START Information provided

//! Telemetry sampling for ESP32 sensor nodes
//!
//! One fixed-period loop per node: pulse a heartbeat LED, read one analog
//! channel, scale the raw value to a physical unit and log it as a JSON line.
//! Hardware is reached through `embedded-hal` traits and [`AnalogSource`], so
//! the loop runs the same on the board and in host tests.

#![no_std]

mod error;
pub mod heartbeat;
pub mod reading;
pub mod sampler;
pub mod scale;

pub use error::TelemetryError;
pub use heartbeat::Heartbeat;
pub use reading::{SensorReading, TELEMETRY_LINE_CAPACITY};
pub use sampler::{AnalogSource, Sampler, emit};
pub use scale::{AdcScale, LinearProbe};
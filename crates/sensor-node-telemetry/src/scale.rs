//! Raw ADC sample to physical unit conversion.

/// Linear raw-to-volts scale of an ADC channel behind a resistor divider.
///
/// `volts = raw / max_raw * reference_volts * divider`
#[derive(Debug, Clone, Copy, PartialEq)]
pub struct AdcScale {
    pub max_raw: u16,
    pub reference_volts: f32,
    pub divider: f32,
}

impl AdcScale {
    /// 12-bit channel at 11 dB attenuation measuring through a 1:2 divider.
    pub const BATTERY: AdcScale = AdcScale {
        max_raw: 4095,
        reference_volts: 3.3,
        divider: 2.0,
    };

    /// 12-bit channel at 11 dB attenuation wired directly.
    pub const DIRECT: AdcScale = AdcScale {
        max_raw: 4095,
        reference_volts: 3.3,
        divider: 1.0,
    };

    pub fn to_volts(&self, raw: u16) -> f32 {
        f32::from(raw) / f32::from(self.max_raw) * self.reference_volts * self.divider
    }
}

/// Analog sensor with a linear volts-to-unit response.
///
/// `value = (volts - offset_volts) / volts_per_unit`
#[derive(Debug, Clone, Copy, PartialEq)]
pub struct LinearProbe {
    pub scale: AdcScale,
    pub offset_volts: f32,
    pub volts_per_unit: f32,
}

impl LinearProbe {
    /// TMP36 style temperature sensor: 500 mV at 0 °C, 10 mV per °C.
    pub const TMP36: LinearProbe = LinearProbe {
        scale: AdcScale::DIRECT,
        offset_volts: 0.5,
        volts_per_unit: 0.01,
    };

    pub fn to_value(&self, raw: u16) -> f32 {
        (self.scale.to_volts(raw) - self.offset_volts) / self.volts_per_unit
    }
}
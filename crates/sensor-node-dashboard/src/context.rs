/// Connection mode of the sensor node.
#[derive(Debug, Clone, Copy, PartialEq, Eq)]
pub enum OperatingMode {
    /// Reporting to a master server.
    Online,
    /// Running standalone.
    Offline,
}

impl OperatingMode {
    /// CSS modifier of the status banner.
    pub const fn status_class(self) -> &'static str {
        match self {
            OperatingMode::Online => "good",
            OperatingMode::Offline => "warning",
        }
    }

    pub const fn status_icon(self) -> &'static str {
        match self {
            OperatingMode::Online => "✅",
            OperatingMode::Offline => "⚠️",
        }
    }

    pub const fn status_text(self) -> &'static str {
        match self {
            OperatingMode::Online => "Online (Connected to Master)",
            OperatingMode::Offline => "Offline (Standalone)",
        }
    }
}

/// Snapshot of the device state rendered into the page.
///
/// Values are rendered as given, no range checks are applied.
#[derive(Debug, Clone, Copy)]
pub struct RenderContext<'a> {
    pub sensor_name: &'a str,
    pub sensor_id: &'a str,
    pub sensor_type: &'a str,
    pub mode: OperatingMode,
    pub master_url: &'a str,
    pub firmware_version: &'a str,
    /// Degrees Celsius.
    pub temperature: f32,
    pub relay: bool,
    pub uptime_secs: u64,
}
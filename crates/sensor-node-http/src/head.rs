use core::fmt;

use heapless::{String, Vec};

/// Longest request path kept, query string excluded.
pub const MAX_PATH_LEN: usize = 64;

#[derive(Debug, Copy, Clone, PartialEq, Eq)]
pub enum HttpMethod {
    Get,
    Post,
    /// Any method the server does not route.
    Other,
}

impl HttpMethod {
    pub fn parse(s: &str) -> Self {
        match s {
            "GET" => HttpMethod::Get,
            "POST" => HttpMethod::Post,
            _ => HttpMethod::Other,
        }
    }
}

/// The parts of a request head the server routes on.
#[derive(Debug, Clone, PartialEq, Eq)]
pub struct RequestHead {
    pub method: HttpMethod,
    /// Request target without the query string.
    pub path: String<MAX_PATH_LEN>,
    /// `0` when the header is absent or not a number.
    pub content_length: u32,
}

#[derive(Debug, Clone, Copy, PartialEq, Eq)]
pub enum HeadError {
    /// The request line is not `METHOD target HTTP/x.y`.
    Malformed,
    /// The request line or the path does not fit.
    UriTooLong,
    /// No blank line within the head size limit.
    TooLarge,
}

impl fmt::Display for HeadError {
    fn fmt(&self, f: &mut fmt::Formatter<'_>) -> fmt::Result {
        match self {
            HeadError::Malformed => write!(f, "malformed request line"),
            HeadError::UriTooLong => write!(f, "request target too long"),
            HeadError::TooLarge => write!(f, "request head too large"),
        }
    }
}

/// Incremental request head parser.
///
/// `LINE` bounds the request line and every header line the parser looks
/// at. Longer header lines are skipped up to their line break.
#[derive(Debug)]
pub struct HeadParser<const LINE: usize> {
    line: Vec<u8, LINE>,
    line_overflow: bool,
    consumed: usize,
    max_head: usize,
    head: Option<RequestHead>,
    complete: bool,
}

impl<const LINE: usize> HeadParser<LINE> {
    /// Parser rejecting heads longer than `max_head` bytes.
    pub const fn new(max_head: usize) -> Self {
        Self {
            line: Vec::new(),
            line_overflow: false,
            consumed: 0,
            max_head,
            head: None,
            complete: false,
        }
    }

    /// Consume the next chunk read from the connection.
    ///
    /// Returns `Some(n)` once the blank line closing the head has been seen:
    /// the first `n` bytes of `input` belong to the head and the rest is the
    /// start of the body. Returns `None` while more input is needed.
    pub fn feed(&mut self, input: &[u8]) -> Result<Option<usize>, HeadError> {
        if self.complete {
            return Ok(Some(0));
        }
        for (i, &byte) in input.iter().enumerate() {
            self.consumed += 1;
            if self.consumed > self.max_head {
                return Err(HeadError::TooLarge);
            }
            if byte != b'\n' {
                if self.line.push(byte).is_err() {
                    self.line_overflow = true;
                }
                continue;
            }
            if self.end_line()? {
                self.complete = true;
                return Ok(Some(i + 1));
            }
        }
        Ok(None)
    }

    pub fn is_complete(&self) -> bool {
        self.complete
    }

    /// The parsed head, once [`feed`](Self::feed) reported completion.
    pub fn into_head(self) -> Option<RequestHead> {
        if self.complete { self.head } else { None }
    }

    /// Handle one finished line. Returns `true` for the blank line ending
    /// the head.
    fn end_line(&mut self) -> Result<bool, HeadError> {
        let overflow = core::mem::take(&mut self.line_overflow);
        let mut line = core::mem::take(&mut self.line);
        if line.last() == Some(&b'\r') {
            line.pop();
        }

        let Some(head) = self.head.as_mut() else {
            if overflow {
                return Err(HeadError::UriTooLong);
            }
            // Empty lines before the request line are ignored.
            if !line.is_empty() {
                self.head = Some(parse_request_line(&line)?);
            }
            return Ok(false);
        };

        if overflow {
            return Ok(false);
        }
        if line.is_empty() {
            return Ok(true);
        }
        if let Some(length) = content_length(&line) {
            head.content_length = length;
        }
        Ok(false)
    }
}

fn parse_request_line(line: &[u8]) -> Result<RequestHead, HeadError> {
    let line = core::str::from_utf8(line).map_err(|_| HeadError::Malformed)?;
    let mut parts = line.split_whitespace();
    let (Some(method), Some(target), Some(version), None) =
        (parts.next(), parts.next(), parts.next(), parts.next())
    else {
        return Err(HeadError::Malformed);
    };
    if !version.starts_with("HTTP/") {
        return Err(HeadError::Malformed);
    }

    let raw_path = target.split_once('?').map_or(target, |(path, _)| path);
    let mut path = String::new();
    path.push_str(raw_path).map_err(|()| HeadError::UriTooLong)?;

    Ok(RequestHead {
        method: HttpMethod::parse(method),
        path,
        content_length: 0,
    })
}

/// Value of a `Content-Length` header line, any letter case.
fn content_length(line: &[u8]) -> Option<u32> {
    let line = core::str::from_utf8(line).ok()?;
    let (name, value) = line.split_once(':')?;
    if !name.trim().eq_ignore_ascii_case("content-length") {
        return None;
    }
    value.trim().parse().ok()
}

#[cfg(test)]
mod tests {
    use super::*;

    fn parse_all(input: &[u8]) -> (RequestHead, usize) {
        let mut parser = HeadParser::<128>::new(4096);
        let head_len = parser.feed(input).unwrap().expect("head not complete");
        (parser.into_head().unwrap(), head_len)
    }

    #[test]
    fn parses_request_line_and_content_length() {
        let request = b"POST /api/pin-control HTTP/1.1\r\nHost: node\r\nContent-Length: 24\r\n\r\n{\"pin\":2,\"value\":\"HIGH\"}";
        let (head, head_len) = parse_all(request);

        assert_eq!(head.method, HttpMethod::Post);
        assert_eq!(head.path, "/api/pin-control");
        assert_eq!(head.content_length, 24);
        assert_eq!(&request[head_len..], br#"{"pin":2,"value":"HIGH"}"#);
    }

    #[test]
    fn multibyte_header_names_do_not_break_lookup() {
        let request = "GET / HTTP/1.1\r\nHost: x\r\nX-Custom-Heade\u{e9}r: v\r\nContent-Length: 5\r\n\r\n";
        let (head, _) = parse_all(request.as_bytes());
        assert_eq!(head.content_length, 5);
    }

    #[test]
    fn header_name_case_and_spacing_are_ignored() {
        let (head, _) = parse_all(b"POST /x HTTP/1.1\r\ncontent-LENGTH :  7 \r\n\r\n");
        assert_eq!(head.content_length, 7);
    }

    #[test]
    fn invalid_content_length_counts_as_absent() {
        let (head, _) = parse_all(b"POST /x HTTP/1.1\r\nContent-Length: many\r\n\r\n");
        assert_eq!(head.content_length, 0);
    }

    #[test]
    fn query_string_is_dropped_from_path() {
        let (head, _) = parse_all(b"GET /api/pins?t=1700000000 HTTP/1.1\r\n\r\n");
        assert_eq!(head.method, HttpMethod::Get);
        assert_eq!(head.path, "/api/pins");
    }

    #[test]
    fn accepts_bare_line_feeds_and_leading_blank_lines() {
        let request = b"\r\nDELETE /a HTTP/1.0\nContent-Length: 1\n\nx";
        let (head, head_len) = parse_all(request);
        assert_eq!(head.method, HttpMethod::Other);
        assert_eq!(head.path, "/a");
        assert_eq!(head.content_length, 1);
        assert_eq!(&request[head_len..], b"x");
    }

    #[test]
    fn byte_by_byte_input_gives_same_result() {
        let request = b"POST /api/pin-control HTTP/1.1\r\nContent-Length: 2\r\n\r\n{}";
        let mut parser = HeadParser::<64>::new(4096);
        let mut end = None;
        for (i, byte) in request.iter().enumerate() {
            if let Some(n) = parser.feed(core::slice::from_ref(byte)).unwrap() {
                end = Some(i + n);
                break;
            }
        }
        assert_eq!(end, Some(request.len() - 2));
        assert!(parser.is_complete());
        assert_eq!(parser.into_head().unwrap().content_length, 2);
    }

    #[test]
    fn skips_header_lines_longer_than_the_line_buffer() {
        let mut parser = HeadParser::<32>::new(4096);
        assert_eq!(parser.feed(b"POST /api/pin-control HTTP/1.1\r\n"), Ok(None));
        assert_eq!(parser.feed(b"Content-Length: 3\r\nCookie: "), Ok(None));
        for _ in 0..20 {
            assert_eq!(parser.feed(b"session=0123456789abcdef; "), Ok(None));
        }
        assert_eq!(parser.feed(b"\r\n\r\nabc"), Ok(Some(4)));

        let head = parser.into_head().unwrap();
        assert_eq!(head.path, "/api/pin-control");
        assert_eq!(head.content_length, 3);
    }

    #[test]
    fn rejects_bad_request_lines() {
        for input in [
            &b"GARBAGE\r\n\r\n"[..],
            b"GET /\r\n\r\n",
            b"GET / FTP/1.0\r\n\r\n",
            b"GET / HTTP/1.1 extra\r\n\r\n",
            b"GET /\xff HTTP/1.1\r\n\r\n",
        ] {
            let mut parser = HeadParser::<64>::new(4096);
            assert_eq!(parser.feed(input), Err(HeadError::Malformed));
        }
    }

    #[test]
    fn rejects_overlong_targets() {
        let mut parser = HeadParser::<32>::new(4096);
        assert_eq!(
            parser.feed(b"GET /aaaaaaaaaaaaaaaaaaaaaaaaaaaaaaaaaaaa HTTP/1.1\r\n"),
            Err(HeadError::UriTooLong)
        );

        let mut long_path = [b'a'; MAX_PATH_LEN + 1];
        long_path[0] = b'/';
        let mut parser = HeadParser::<256>::new(4096);
        assert_eq!(parser.feed(b"GET "), Ok(None));
        assert_eq!(parser.feed(&long_path), Ok(None));
        assert_eq!(parser.feed(b" HTTP/1.1\r\n"), Err(HeadError::UriTooLong));
    }

    #[test]
    fn rejects_heads_without_terminator_within_limit() {
        let mut parser = HeadParser::<64>::new(64);
        assert_eq!(parser.feed(b"GET / HTTP/1.1\r\n"), Ok(None));
        assert_eq!(parser.feed(&[b'x'; 64]), Err(HeadError::TooLarge));
    }

    #[test]
    fn incomplete_head_has_no_result() {
        let mut parser = HeadParser::<64>::new(4096);
        assert_eq!(parser.feed(b"GET / HTTP/1.1\r\nHost: x\r\n"), Ok(None));
        assert!(!parser.is_complete());
        assert!(parser.into_head().is_none());
    }
}
use serde::Serialize;

use crate::TelemetryError;

/// Buffer size that fits any telemetry line.
pub const TELEMETRY_LINE_CAPACITY: usize = 128;

/// One converted sample, logged as `{"sensor":"battery","value":3.97}`.
#[derive(Debug, Clone, Copy, PartialEq, Serialize)]
pub struct SensorReading<'a> {
    pub sensor: &'a str,
    pub value: f32,
}

impl<'a> SensorReading<'a> {
    pub const fn new(sensor: &'a str, value: f32) -> Self {
        Self { sensor, value }
    }

    /// Serialize the reading as a JSON object into `buf`.
    pub fn write_json<'b>(&self, buf: &'b mut [u8]) -> Result<&'b str, TelemetryError> {
        let n = serde_json_core::to_slice(self, buf).map_err(|_| TelemetryError::Serialize)?;
        core::str::from_utf8(&buf[..n]).map_err(|_| TelemetryError::Serialize)
    }
}
#![no_std]

pub mod config;
pub mod controllers;
pub mod infrastructure;
pub(crate) mod net;

#[macro_export]
// Create a static cell for a given type and value
macro_rules! mk_static {
    ($t:ty, $val:expr) => {{
        static STATIC_CELL: static_cell::StaticCell<$t> = static_cell::StaticCell::new();
        #[deny(unused_attributes)]
        let x = STATIC_CELL.uninit().write(($val));
        x
    }};
}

END Information provided

How to complete this task -> Return nothing but the lines from the first line of the listing through the line with "(volts - offset_volts)", please, keeping every one of them unchanged.

Exercise answer ->
//! Telemetry sampling for ESP32 sensor nodes
//!
//! One fixed-period loop per node: pulse a heartbeat LED, read one analog
//! channel, scale the raw value to a physical unit and log it as a JSON line.
//! Hardware is reached through `embedded-hal` traits and [`AnalogSource`], so
//! the loop runs the same on the board and in host tests.

#![no_std]

mod error;
pub mod heartbeat;
pub mod reading;
pub mod sampler;
pub mod scale;

pub use error::TelemetryError;
pub use heartbeat::Heartbeat;
pub use reading::{SensorReading, TELEMETRY_LINE_CAPACITY};
pub use sampler::{AnalogSource, Sampler, emit};
pub use scale::{AdcScale, LinearProbe};
filename crates/sensor-node-telemetry/src/scale.rs
//! Raw ADC sample to physical unit conversion.

/// Linear raw-to-volts scale of an ADC channel behind a resistor divider.
///
/// `volts = raw / max_raw * reference_volts * divider`
#[derive(Debug, Clone, Copy, PartialEq)]
pub struct AdcScale {
    pub max_raw: u16,
    pub reference_volts: f32,
    pub divider: f32,
}

impl AdcScale {
    /// 12-bit channel at 11 dB attenuation measuring through a 1:2 divider.
    pub const BATTERY: AdcScale = AdcScale {
        max_raw: 4095,
        reference_volts: 3.3,
        divider: 2.0,
    };

    /// 12-bit channel at 11 dB attenuation wired directly.
    pub const DIRECT: AdcScale = AdcScale {
        max_raw: 4095,
        reference_volts: 3.3,
        divider: 1.0,
    };

    pub fn to_volts(&self, raw: u16) -> f32 {
        f32::from(raw) / f32::from(self.max_raw) * self.reference_volts * self.divider
    }
}

/// Analog sensor with a linear volts-to-unit response.
///
/// `value = (volts - offset_volts) / volts_per_unit`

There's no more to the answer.